//! Shape descriptors.
//!
//! A shape is the closed, statically known structure of one storage table:
//! its ordered fields with declared types, and its primary key.

use std::fmt;

/// Declared type of a shape field.
#[derive(Debug, Clone, Copy, PartialEq, Eq, Hash)]
pub enum FieldType {
    /// UTF-8 text.
    Text,
    /// Signed 64-bit integer.
    Integer,
    /// Floating point number.
    Decimal,
    /// Boolean flag.
    Boolean,
    /// Date-time without zone, normalized to UTC.
    Timestamp,
    /// Opaque serialized JSON fragment, never coerced.
    Json,
}

impl fmt::Display for FieldType {
    fn fmt(&self, f: &mut fmt::Formatter<'_>) -> fmt::Result {
        let name = match self {
            FieldType::Text => "text",
            FieldType::Integer => "integer",
            FieldType::Decimal => "decimal",
            FieldType::Boolean => "boolean",
            FieldType::Timestamp => "timestamp",
            FieldType::Json => "json",
        };
        f.write_str(name)
    }
}

/// One field of a shape.
#[derive(Debug, Clone, Copy, PartialEq, Eq)]
pub struct FieldSpec {
    /// Field name as it appears on the wire (camelCase).
    pub name: &'static str,
    /// Declared type.
    pub ty: FieldType,
    /// Whether the field must be present and non-null.
    pub required: bool,
}

impl FieldSpec {
    /// A field that must be present.
    #[must_use]
    pub const fn required(name: &'static str, ty: FieldType) -> Self {
        Self {
            name,
            ty,
            required: true,
        }
    }

    /// A field that may be absent or null.
    #[must_use]
    pub const fn optional(name: &'static str, ty: FieldType) -> Self {
        Self {
            name,
            ty,
            required: false,
        }
    }
}

/// The structure records of one category must conform to.
#[derive(Debug, PartialEq, Eq)]
pub struct Shape {
    /// Shape (storage table) name.
    pub name: &'static str,
    /// Ordered field list.
    pub fields: &'static [FieldSpec],
    /// Names of the fields forming the primary key, in key order.
    pub primary_key: &'static [&'static str],
}

impl Shape {
    /// Creates a shape descriptor.
    #[must_use]
    pub const fn new(
        name: &'static str,
        fields: &'static [FieldSpec],
        primary_key: &'static [&'static str],
    ) -> Self {
        Self {
            name,
            fields,
            primary_key,
        }
    }

    /// Looks up a field by wire name.
    #[must_use]
    pub fn field(&self, name: &str) -> Option<&FieldSpec> {
        self.fields.iter().find(|f| f.name == name)
    }

    /// Returns true if every key field is declared and required.
    ///
    /// Upsert-by-key is only well defined when this holds.
    #[must_use]
    pub fn is_well_keyed(&self) -> bool {
        !self.primary_key.is_empty()
            && self
                .primary_key
                .iter()
                .all(|k| self.field(k).is_some_and(|f| f.required))
    }
}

---

Go through the entries above and copy out every line that includes the word "const".

    pub const fn required(name: &'static str, ty: FieldType) -> Self {
    pub const fn optional(name: &'static str, ty: FieldType) -> Self {
    pub const fn new(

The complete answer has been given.